Task to carry out:
Give the number of lines that contain "usable" in the listing, and write nothing else.

═══ Record excerpts ═══

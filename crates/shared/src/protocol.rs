use primitive_types::U256;
use serde::{Deserialize, Serialize};
use tracing::debug;

use crate::{
    domain::{Address, CallType, Command, Selector},
    error::CoreError,
};

/// One element of the draft text format. Every field is optional on input.
#[derive(Debug, Clone, Default, Serialize, Deserialize)]
#[serde(rename_all = "camelCase")]
pub struct DraftTextEntry {
    #[serde(default, skip_serializing_if = "Option::is_none")]
    pub target: Option<String>,
    #[serde(default, skip_serializing_if = "Option::is_none")]
    pub selector: Option<String>,
    #[serde(default, skip_serializing_if = "Option::is_none")]
    pub call_type: Option<u8>,
    #[serde(default, skip_serializing_if = "Option::is_none")]
    pub fee_bips: Option<u32>,
    #[serde(default, skip_serializing_if = "Option::is_none")]
    pub provenance_block_id: Option<serde_json::Value>,
}

impl From<&Command> for DraftTextEntry {
    fn from(command: &Command) -> Self {
        Self {
            target: Some(command.target.to_string()),
            selector: Some(command.selector.to_string()),
            call_type: Some(command.call_type.into()),
            fee_bips: Some(command.fee_bips),
            provenance_block_id: command
                .provenance_block_id
                .map(|id| serde_json::Value::String(id.to_string())),
        }
    }
}

fn text_field(item: &serde_json::Value, key: &str) -> Option<String> {
    let text = match item.get(key)? {
        serde_json::Value::String(text) => text.trim().to_string(),
        serde_json::Value::Null => return None,
        other => other.to_string(),
    };
    (!text.is_empty()).then_some(text)
}

fn number_field<T: TryFrom<u64>>(item: &serde_json::Value, key: &str) -> Option<T> {
    let value = item.get(key)?;
    let raw = match value {
        serde_json::Value::Number(n) => n.as_u64()?,
        serde_json::Value::String(s) => s.trim().parse().ok()?,
        _ => return None,
    };
    T::try_from(raw).ok()
}

impl DraftTextEntry {
    /// Reads one array element, keeping whichever fields have a usable shape.
    pub fn from_value(item: &serde_json::Value) -> Self {
        Self {
            target: text_field(item, "target"),
            selector: text_field(item, "selector"),
            call_type: number_field(item, "callType"),
            fee_bips: number_field(item, "feeBips"),
            provenance_block_id: item
                .get("provenanceBlockId")
                .filter(|value| !value.is_null())
                .cloned(),
        }
    }

    /// `None` when the entry has no usable target. Unreadable optional fields
    /// fall back to their defaults.
    pub fn into_command(self, index: usize) -> Option<Command> {
        let raw = self
            .target
            .map(|t| t.trim().to_string())
            .filter(|t| !t.is_empty())?;
        let target: Address = match raw.parse() {
            Ok(target) => target,
            Err(err) => {
                debug!(index, target = %raw, error = %err, "draft: entry skipped");
                return None;
            }
        };

        let selector = self
            .selector
            .and_then(|raw| match raw.trim().parse::<Selector>() {
                Ok(selector) => Some(selector),
                Err(err) => {
                    debug!(index, selector = %raw, error = %err, "draft: selector unreadable");
                    None
                }
            })
            .unwrap_or(Selector::ZERO);

        Some(Command {
            target,
            selector,
            call_type: CallType::from(self.call_type.unwrap_or_default()),
            fee_bips: self.fee_bips.unwrap_or_default(),
            provenance_block_id: self.provenance_block_id.as_ref().and_then(parse_block_id),
        })
    }
}

fn parse_block_id(value: &serde_json::Value) -> Option<U256> {
    match value {
        serde_json::Value::Number(n) => n.as_u64().map(U256::from),
        serde_json::Value::String(s) => {
            let s = s.trim();
            match s.strip_prefix("0x") {
                Some(body) => U256::from_str_radix(body, 16).ok(),
                None => U256::from_dec_str(s).ok(),
            }
        }
        _ => None,
    }
}

/// Parses the JSON draft text. Invalid JSON or a non-array top level is an
/// error; entries without a readable target are dropped.
pub fn parse_draft_text(raw: &str) -> Result<Vec<Command>, CoreError> {
    let value: serde_json::Value =
        serde_json::from_str(raw).map_err(|err| CoreError::Parse(err.to_string()))?;
    let serde_json::Value::Array(items) = value else {
        return Err(CoreError::Parse(
            "JSON must be an array of commands".to_string(),
        ));
    };

    Ok(items
        .iter()
        .enumerate()
        .filter(|(_, item)| item.is_object())
        .filter_map(|(index, item)| DraftTextEntry::from_value(item).into_command(index))
        .collect())
}

pub fn render_draft_text(commands: &[Command]) -> Result<String, serde_json::Error> {
    let entries: Vec<DraftTextEntry> = commands.iter().map(DraftTextEntry::from).collect();
    serde_json::to_string_pretty(&entries)
}

/// Notifications from the signing/account collaborator.
#[derive(Debug, Clone, PartialEq, Eq, Serialize, Deserialize)]
#[serde(tag = "type", content = "payload", rename_all = "snake_case")]
pub enum WalletEvent {
    AccountChanged(Option<Address>),
    ChainChanged(Option<u64>),
}

#[cfg(test)]
mod tests {
    use super::*;

    #[test]
    fn drops_entries_without_target() {
        let commands = parse_draft_text(
            r#"[
                {"selector": "0x11111111"},
                {"target": "  ", "selector": "0x22222222"},
                {"target": "0x00000000000000000000000000000000000000aa", "selector": "0x33333333", "callType": 1, "feeBips": 25}
            ]"#,
        )
        .expect("parse");
        assert_eq!(commands.len(), 1);
        assert_eq!(commands[0].selector, Selector([0x33; 4]));
        assert_eq!(commands[0].call_type, CallType::DelegateCall);
        assert_eq!(commands[0].fee_bips, 25);
    }

    #[test]
    fn malformed_entries_do_not_drop_the_rest() {
        let commands = parse_draft_text(
            r#"[
                {"target": "0x00000000000000000000000000000000000000aa", "selector": "0x11111111"},
                {"target": "0x123", "selector": "0x22222222"},
                {"target": 42},
                {"target": "0x...", "selector": "0x..."},
                {"target": "0x00000000000000000000000000000000000000bb", "selector": "0xzz", "callType": 900, "feeBips": -1}
            ]"#,
        )
        .expect("parse");
        assert_eq!(commands.len(), 2);
        assert_eq!(commands[0].selector, Selector([0x11; 4]));
        assert_eq!(commands[1].target.to_string(), "0x00000000000000000000000000000000000000bb");
        assert_eq!(commands[1].selector, Selector::ZERO);
        assert_eq!(commands[1].call_type, CallType::default());
        assert_eq!(commands[1].fee_bips, 0);
    }

    #[test]
    fn rejects_non_array_top_level() {
        let err = parse_draft_text(r#"{"target": "0x00"}"#).expect_err("object");
        assert!(matches!(err, CoreError::Parse(_)));
        assert!(parse_draft_text("not json").is_err());
    }

    #[test]
    fn missing_selector_defaults_to_zero() {
        let commands =
            parse_draft_text(r#"[{"target": "0x00000000000000000000000000000000000000aa"}]"#)
                .expect("parse");
        assert_eq!(commands[0].selector, Selector::ZERO);
        assert_eq!(commands[0].provenance_block_id, None);
    }

    #[test]
    fn rendered_text_parses_back() {
        let mut command = Command::new(
            "0x00000000000000000000000000000000000000aa"
                .parse()
                .expect("addr"),
            Selector([0xde, 0xad, 0xbe, 0xef]),
        );
        command.provenance_block_id = Some(U256::from(101u64));
        let text = render_draft_text(std::slice::from_ref(&command)).expect("render");
        assert_eq!(parse_draft_text(&text).expect("parse"), vec![command]);
    }
}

═══

Final answer:
2